In 2021, Niche ranked Dominion Christian School 53 out of 2489 private schools in the United States, making it the fourth best in Virginia.

==History==
Founded in 1996 as a classical Christian school in Northern Virginia, Dominion’s academic quality was its immediate strength. The school was created as an institution that would promote truth, goodness, and beauty through the liberal arts, combining time-tested classical pedagogy with the latest advancements in math and science. Dominion began as a K-6 school in Oakton, at a facility now referenced as the “South Campus.”

In 2001, the board and administration developed a middle school (grades 7-8) in the same location. With the addition of an upper school (grades 9-12) in 2009, enrollment eventually outgrew the Oakton location. In response, in 2012, Dominion leased a temporary office suite in an office complex in Oakton. By 2013, the middle and upper schools relocated to leased facilities on Isaac Newton Square in Reston, where the school remained for ten years.

In the intervening time, the board and administration continued to search for a permanent home while also developing a vision to enroll two classes per grade. Since neither the Oakton nor the Reston facilities had room to spare, a search commenced for a third location, which was to eventually serve grades K-6. Potomac Baptist Church in Potomac Falls, Virginia was identified, and because of the church’s hospitality, it became a wonderful home for Dominion’s third campus for several years. In 2019, a K-2 Potomac Falls Campus was launched with twelve students. By 2023, after adding one grade level per year, the site had grown to 76 students in grades K-5.

In the decade between 2013 and 2023, Dominion’s overall enrollment doubled. In spite of constant efforts to find a permanent home, suitable facilities for a school of our size and needs were scarce in Northern Virginia. Space became a limiting factor that also made it difficult to add a sixth grade class at Potomac Falls; space also became the school’s greatest strategic need.

Many details came together in 2023 to allow for the purchase of a facility, now called the “North Campus”. With more than 50,000 square feet, 22 classrooms, 14 offices, as well as a gymnasium, library, and large gathering areas, the facility was ideally-suited for Dominion’s needs. It also required relatively few modifications to serve a K-12 school.

Though the facility was not large enough to accommodate all students from Oakton, Potomac Falls, and Reston, it was suitable and in a fitting location for the latter two programs to merge, and it allowed Dominion the space needed in order to fully reach the vision for two sections of every class from K-12 by the 2027-2028 school year (one class each in grades K-6 at the South Campus, one class of K-6 at the North Campus, and two classes of grades 7-12 at the North Campus).
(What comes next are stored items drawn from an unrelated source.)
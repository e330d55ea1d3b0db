use std::{
    collections::{BTreeMap, HashMap, HashSet},
    sync::{PoisonError, RwLock, RwLockReadGuard, RwLockWriteGuard},
};

use async_trait::async_trait;

use super::ExperimentStore;
use crate::{
    error::StoreError,
    model::{
        ensure_allocation_fits, ensure_unique_variant_name, Event, Experiment, ExperimentId,
        ExperimentStatus, Segment, SegmentId, User, UserId, Variant, VariantId,
        CONTROL_VARIANT_NAME,
    },
    rules::SegmentRules,
    Error, Result,
};

/// An [`ExperimentStore`] that keeps everything in process memory.
///
/// Besides the read interface, it offers the mutations a CRUD layer would perform, with the same
/// validation: a new experiment starts with a single "control" variant holding 100% of the traffic,
/// variant names are unique per experiment, and allocations never exceed 100%.
///
/// Mutations do not touch engine caches. Callers are expected to invalidate the affected entities
/// on the [`Engine`](crate::Engine) afterwards.
#[derive(Default)]
pub struct InMemoryStore {
    state: RwLock<State>,
}

#[derive(Default)]
struct State {
    users: HashMap<UserId, User>,
    experiments: BTreeMap<ExperimentId, Experiment>,
    variants: BTreeMap<VariantId, Variant>,
    segments: BTreeMap<SegmentId, Segment>,
    user_segments: HashSet<(UserId, SegmentId)>,
    experiment_segments: BTreeMap<ExperimentId, Vec<SegmentId>>,
    events: Vec<Event>,
    last_id: i64,
}

impl State {
    fn next_id(&mut self) -> i64 {
        self.last_id += 1;
        self.last_id
    }

    fn experiment_variants(&self, experiment_id: ExperimentId) -> Vec<Variant> {
        self.variants
            .values()
            .filter(|variant| variant.experiment_id == experiment_id)
            .cloned()
            .collect()
    }

    fn ensure_user(&self, user_id: &UserId) -> Result<()> {
        if self.users.contains_key(user_id) {
            Ok(())
        } else {
            Err(Error::UserNotFound(user_id.clone()))
        }
    }

    fn ensure_experiment(&self, experiment_id: ExperimentId) -> Result<()> {
        if self.experiments.contains_key(&experiment_id) {
            Ok(())
        } else {
            Err(Error::ExperimentNotFound(experiment_id))
        }
    }

    fn ensure_segment(&self, segment_id: SegmentId) -> Result<()> {
        if self.segments.contains_key(&segment_id) {
            Ok(())
        } else {
            Err(Error::SegmentNotFound(segment_id))
        }
    }

    fn ensure_unique_segment_name(&self, excluding: Option<SegmentId>, name: &str) -> Result<()> {
        let taken = self
            .segments
            .values()
            .any(|segment| Some(segment.id) != excluding && segment.name == name);
        if taken {
            return Err(Error::InvalidInput(format!(
                "a segment named {name:?} already exists"
            )));
        }
        Ok(())
    }

    fn count_distinct_users(&self, predicate: impl Fn(&Event) -> bool) -> u64 {
        let users: HashSet<&UserId> = self
            .events
            .iter()
            .filter(|event| predicate(*event))
            .map(|event| &event.user_id)
            .collect();
        users.len() as u64
    }
}

impl InMemoryStore {
    pub fn new() -> InMemoryStore {
        InMemoryStore::default()
    }

    /// Insert or replace a user.
    pub fn insert_user(&self, user: User) {
        self.write().users.insert(user.id.clone(), user);
    }

    /// Create a draft experiment with a "control" variant allocated 100% of the traffic.
    pub fn create_experiment(
        &self,
        name: impl Into<String>,
        description: Option<String>,
    ) -> (Experiment, Variant) {
        let mut state = self.write();

        let mut experiment = Experiment::new(state.next_id(), name);
        experiment.description = description;
        let control = Variant::new(state.next_id(), experiment.id, CONTROL_VARIANT_NAME, 100.0);

        state.experiments.insert(experiment.id, experiment.clone());
        state.variants.insert(control.id, control.clone());
        (experiment, control)
    }

    pub fn set_experiment_status(
        &self,
        experiment_id: ExperimentId,
        status: ExperimentStatus,
    ) -> Result<()> {
        let mut state = self.write();
        let experiment = state
            .experiments
            .get_mut(&experiment_id)
            .ok_or(Error::ExperimentNotFound(experiment_id))?;
        experiment.status = status;
        Ok(())
    }

    /// Add a variant to an experiment.
    ///
    /// # Errors
    ///
    /// - [`Error::ExperimentNotFound`] if the experiment does not exist.
    /// - [`Error::InvalidInput`] if the name is taken or the total allocation would exceed 100%.
    pub fn add_variant(
        &self,
        experiment_id: ExperimentId,
        name: impl Into<String>,
        percent_allocated: f64,
    ) -> Result<Variant> {
        let name = name.into();
        let mut state = self.write();
        state.ensure_experiment(experiment_id)?;

        let existing = state.experiment_variants(experiment_id);
        ensure_unique_variant_name(&existing, None, &name)?;
        ensure_allocation_fits(&existing, None, percent_allocated)?;

        let variant = Variant::new(state.next_id(), experiment_id, name, percent_allocated);
        state.variants.insert(variant.id, variant.clone());
        Ok(variant)
    }

    /// Rename a variant and/or change its allocation. `None` leaves the field unchanged.
    pub fn update_variant(
        &self,
        experiment_id: ExperimentId,
        variant_id: VariantId,
        name: Option<String>,
        percent_allocated: Option<f64>,
    ) -> Result<Variant> {
        let mut state = self.write();
        let existing = state.experiment_variants(experiment_id);
        if !existing.iter().any(|variant| variant.id == variant_id) {
            return Err(Error::VariantNotFound {
                experiment_id,
                variant_id,
            });
        }

        if let Some(name) = &name {
            ensure_unique_variant_name(&existing, Some(variant_id), name)?;
        }
        if let Some(percent_allocated) = percent_allocated {
            ensure_allocation_fits(&existing, Some(variant_id), percent_allocated)?;
        }

        let variant = state
            .variants
            .get_mut(&variant_id)
            .ok_or(Error::VariantNotFound {
                experiment_id,
                variant_id,
            })?;
        if let Some(name) = name {
            variant.name = name;
        }
        if let Some(percent_allocated) = percent_allocated {
            variant.percent_allocated = percent_allocated;
        }
        Ok(variant.clone())
    }

    /// Create a segment. Segment names are unique.
    pub fn create_segment(
        &self,
        name: impl Into<String>,
        rules: Option<SegmentRules>,
    ) -> Result<Segment> {
        let name = name.into();
        let mut state = self.write();
        state.ensure_unique_segment_name(None, &name)?;

        let mut segment = Segment::new(state.next_id(), name);
        segment.rules = rules;
        state.segments.insert(segment.id, segment.clone());
        Ok(segment)
    }

    /// Replace the rules of a segment. `None` turns it into a manual segment.
    pub fn update_segment_rules(
        &self,
        segment_id: SegmentId,
        rules: Option<SegmentRules>,
    ) -> Result<Segment> {
        let mut state = self.write();
        let segment = state
            .segments
            .get_mut(&segment_id)
            .ok_or(Error::SegmentNotFound(segment_id))?;
        segment.rules = rules;
        Ok(segment.clone())
    }

    pub fn assign_user_to_segment(&self, user_id: &UserId, segment_id: SegmentId) -> Result<()> {
        let mut state = self.write();
        state.ensure_user(user_id)?;
        state.ensure_segment(segment_id)?;
        state.user_segments.insert((user_id.clone(), segment_id));
        Ok(())
    }

    pub fn remove_user_from_segment(&self, user_id: &UserId, segment_id: SegmentId) -> Result<()> {
        let removed = self
            .write()
            .user_segments
            .remove(&(user_id.clone(), segment_id));
        if removed {
            Ok(())
        } else {
            Err(Error::InvalidInput(format!(
                "user {user_id} is not a member of segment {segment_id}"
            )))
        }
    }

    pub fn assign_segment_to_experiment(
        &self,
        experiment_id: ExperimentId,
        segment_id: SegmentId,
    ) -> Result<()> {
        let mut state = self.write();
        state.ensure_experiment(experiment_id)?;
        state.ensure_segment(segment_id)?;

        let segments = state.experiment_segments.entry(experiment_id).or_default();
        if !segments.contains(&segment_id) {
            segments.push(segment_id);
        }
        Ok(())
    }

    pub fn remove_segment_from_experiment(
        &self,
        experiment_id: ExperimentId,
        segment_id: SegmentId,
    ) -> Result<()> {
        let mut state = self.write();
        let segments = state.experiment_segments.entry(experiment_id).or_default();
        let before = segments.len();
        segments.retain(|id| *id != segment_id);
        if segments.len() == before {
            return Err(Error::InvalidInput(format!(
                "segment {segment_id} is not assigned to experiment {experiment_id}"
            )));
        }
        Ok(())
    }

    /// Append an event. The user must exist.
    pub fn record_event(&self, event: Event) -> Result<()> {
        let mut state = self.write();
        state.ensure_user(&event.user_id)?;
        state.events.push(event);
        Ok(())
    }

    fn read(&self) -> RwLockReadGuard<'_, State> {
        self.state.read().unwrap_or_else(PoisonError::into_inner)
    }

    fn write(&self) -> RwLockWriteGuard<'_, State> {
        self.state.write().unwrap_or_else(PoisonError::into_inner)
    }
}

#[async_trait]
impl ExperimentStore for InMemoryStore {
    async fn get_user(&self, user_id: &UserId) -> std::result::Result<Option<User>, StoreError> {
        Ok(self.read().users.get(user_id).cloned())
    }

    async fn get_experiment(
        &self,
        experiment_id: ExperimentId,
    ) -> std::result::Result<Option<Experiment>, StoreError> {
        Ok(self.read().experiments.get(&experiment_id).cloned())
    }

    async fn list_variants(
        &self,
        experiment_id: ExperimentId,
    ) -> std::result::Result<Vec<Variant>, StoreError> {
        Ok(self.read().experiment_variants(experiment_id))
    }

    async fn list_experiment_segments(
        &self,
        experiment_id: ExperimentId,
    ) -> std::result::Result<Vec<Segment>, StoreError> {
        let state = self.read();
        let segments = state
            .experiment_segments
            .get(&experiment_id)
            .into_iter()
            .flatten()
            .filter_map(|segment_id| state.segments.get(segment_id).cloned())
            .collect();
        Ok(segments)
    }

    async fn list_user_segment_ids(
        &self,
        user_id: &UserId,
    ) -> std::result::Result<HashSet<SegmentId>, StoreError> {
        let segment_ids = self
            .read()
            .user_segments
            .iter()
            .filter(|(member, _)| member == user_id)
            .map(|(_, segment_id)| *segment_id)
            .collect();
        Ok(segment_ids)
    }

    async fn count_exposed_users(
        &self,
        variant_id: VariantId,
    ) -> std::result::Result<u64, StoreError> {
        Ok(self
            .read()
            .count_distinct_users(|event| event.variant_id == Some(variant_id)))
    }

    async fn count_converted_users(
        &self,
        variant_id: VariantId,
        event_type: &str,
    ) -> std::result::Result<u64, StoreError> {
        Ok(self.read().count_distinct_users(|event| {
            event.variant_id == Some(variant_id) && event.event_type == event_type
        }))
    }
}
The move allowed Dominion to take on a strategic financial partner, Capital Presbyterian Church, which leases the Herndon facility from Dominion.

During the same decade, the leadership team expanded from a head of school and one principal to include an additional North Campus lower school principal, a teaching principal for the middle and upper school, a teaching dean of women, a teaching dean of student activities, a teaching college guidance counselor, a full-time athletic director, a part-time director of admissions, and a part-time director of marketing. Additional teachers and support staff were also added as a means of ensuring continuity of quality in serving a larger student body.

==Education philosophy==

Dominion Christian School is a part of the Classical Christian education movement in the United States. Its teaching method is based on the Trivium, which is denoted by three stages: Grammar, Dialectic (logic) and Rhetoric. The school's pedagogy draws heavily from the Socratic Method and more so from the Harkness Method.

It teaches its curriculum from a Christian view "that all truth belongs to God".